Requirement –
Output every record below precisely as it is written.

Record extracts –
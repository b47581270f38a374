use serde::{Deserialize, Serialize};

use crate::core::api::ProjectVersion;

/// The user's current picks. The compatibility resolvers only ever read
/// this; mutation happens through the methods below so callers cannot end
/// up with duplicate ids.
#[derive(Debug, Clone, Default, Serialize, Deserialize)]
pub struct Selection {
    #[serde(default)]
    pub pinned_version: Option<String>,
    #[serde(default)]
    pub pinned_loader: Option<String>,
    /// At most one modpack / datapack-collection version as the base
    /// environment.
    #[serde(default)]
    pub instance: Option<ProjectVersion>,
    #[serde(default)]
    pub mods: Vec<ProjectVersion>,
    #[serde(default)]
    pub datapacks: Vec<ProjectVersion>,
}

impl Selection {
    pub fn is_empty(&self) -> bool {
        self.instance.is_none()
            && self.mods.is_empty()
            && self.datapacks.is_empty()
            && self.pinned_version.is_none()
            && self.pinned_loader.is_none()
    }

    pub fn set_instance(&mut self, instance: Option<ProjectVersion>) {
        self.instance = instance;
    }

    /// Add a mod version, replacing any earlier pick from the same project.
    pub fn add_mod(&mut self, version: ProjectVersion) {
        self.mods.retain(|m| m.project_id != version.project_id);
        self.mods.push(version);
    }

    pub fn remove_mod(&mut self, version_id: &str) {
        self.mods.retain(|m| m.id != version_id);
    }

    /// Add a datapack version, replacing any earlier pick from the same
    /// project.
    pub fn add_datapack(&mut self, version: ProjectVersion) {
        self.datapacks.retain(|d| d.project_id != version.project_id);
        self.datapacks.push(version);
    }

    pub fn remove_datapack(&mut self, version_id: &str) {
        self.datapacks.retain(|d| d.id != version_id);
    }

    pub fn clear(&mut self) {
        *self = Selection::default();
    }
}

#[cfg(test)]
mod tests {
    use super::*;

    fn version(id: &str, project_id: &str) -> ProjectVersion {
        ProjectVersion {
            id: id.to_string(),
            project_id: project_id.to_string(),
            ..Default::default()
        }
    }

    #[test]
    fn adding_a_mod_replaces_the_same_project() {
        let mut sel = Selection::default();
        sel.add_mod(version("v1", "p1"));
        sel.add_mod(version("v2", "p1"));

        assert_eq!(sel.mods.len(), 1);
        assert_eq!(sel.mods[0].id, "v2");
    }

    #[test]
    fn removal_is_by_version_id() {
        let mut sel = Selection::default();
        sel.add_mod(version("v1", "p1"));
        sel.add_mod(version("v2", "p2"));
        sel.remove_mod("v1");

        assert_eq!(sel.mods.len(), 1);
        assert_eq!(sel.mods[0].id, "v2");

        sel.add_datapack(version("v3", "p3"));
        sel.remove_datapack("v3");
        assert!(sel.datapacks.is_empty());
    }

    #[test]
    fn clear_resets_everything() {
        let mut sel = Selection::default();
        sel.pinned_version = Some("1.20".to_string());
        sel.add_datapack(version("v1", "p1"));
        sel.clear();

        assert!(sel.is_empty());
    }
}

Result for this task –
repository b47581270f38a374
use serde::{Deserialize, Serialize};

use crate::core::api::ProjectVersion;

/// The user's current picks. The compatibility resolvers only ever read
/// this; mutation happens through the methods below so callers cannot end
/// up with duplicate ids.
#[derive(Debug, Clone, Default, Serialize, Deserialize)]
pub struct Selection {
    #[serde(default)]
    pub pinned_version: Option<String>,
    #[serde(default)]
    pub pinned_loader: Option<String>,
    /// At most one modpack / datapack-collection version as the base
    /// environment.
    #[serde(default)]
    pub instance: Option<ProjectVersion>,
    #[serde(default)]
    pub mods: Vec<ProjectVersion>,
    #[serde(default)]
    pub datapacks: Vec<ProjectVersion>,
}

impl Selection {
    pub fn is_empty(&self) -> bool {
        self.instance.is_none()
            && self.mods.is_empty()
            && self.datapacks.is_empty()
            && self.pinned_version.is_none()
            && self.pinned_loader.is_none()
    }

    pub fn set_instance(&mut self, instance: Option<ProjectVersion>) {
        self.instance = instance;
    }

    /// Add a mod version, replacing any earlier pick from the same project.
    pub fn add_mod(&mut self, version: ProjectVersion) {
        self.mods.retain(|m| m.project_id != version.project_id);
        self.mods.push(version);
    }

    pub fn remove_mod(&mut self, version_id: &str) {
        self.mods.retain(|m| m.id != version_id);
    }

    /// Add a datapack version, replacing any earlier pick from the same
    /// project.
    pub fn add_datapack(&mut self, version: ProjectVersion) {
        self.datapacks.retain(|d| d.project_id != version.project_id);
        self.datapacks.push(version);
    }

    pub fn remove_datapack(&mut self, version_id: &str) {
        self.datapacks.retain(|d| d.id != version_id);
    }

    pub fn clear(&mut self) {
        *self = Selection::default();
    }
}

#[cfg(test)]
mod tests {
    use super::*;

    fn version(id: &str, project_id: &str) -> ProjectVersion {
        ProjectVersion {
            id: id.to_string(),
            project_id: project_id.to_string(),
            ..Default::default()
        }
    }

    #[test]
    fn adding_a_mod_replaces_the_same_project() {
        let mut sel = Selection::default();
        sel.add_mod(version("v1", "p1"));
        sel.add_mod(version("v2", "p1"));

        assert_eq!(sel.mods.len(), 1);
        assert_eq!(sel.mods[0].id, "v2");
    }

    #[test]
    fn removal_is_by_version_id() {
        let mut sel = Selection::default();
        sel.add_mod(version("v1", "p1"));
        sel.add_mod(version("v2", "p2"));
        sel.remove_mod("v1");

        assert_eq!(sel.mods.len(), 1);
        assert_eq!(sel.mods[0].id, "v2");

        sel.add_datapack(version("v3", "p3"));
        sel.remove_datapack("v3");
        assert!(sel.datapacks.is_empty());
    }

    #[test]
    fn clear_resets_everything() {
        let mut sel = Selection::default();
        sel.pinned_version = Some("1.20".to_string());
        sel.add_datapack(version("v1", "p1"));
        sel.clear();

        assert!(sel.is_empty());
    }
}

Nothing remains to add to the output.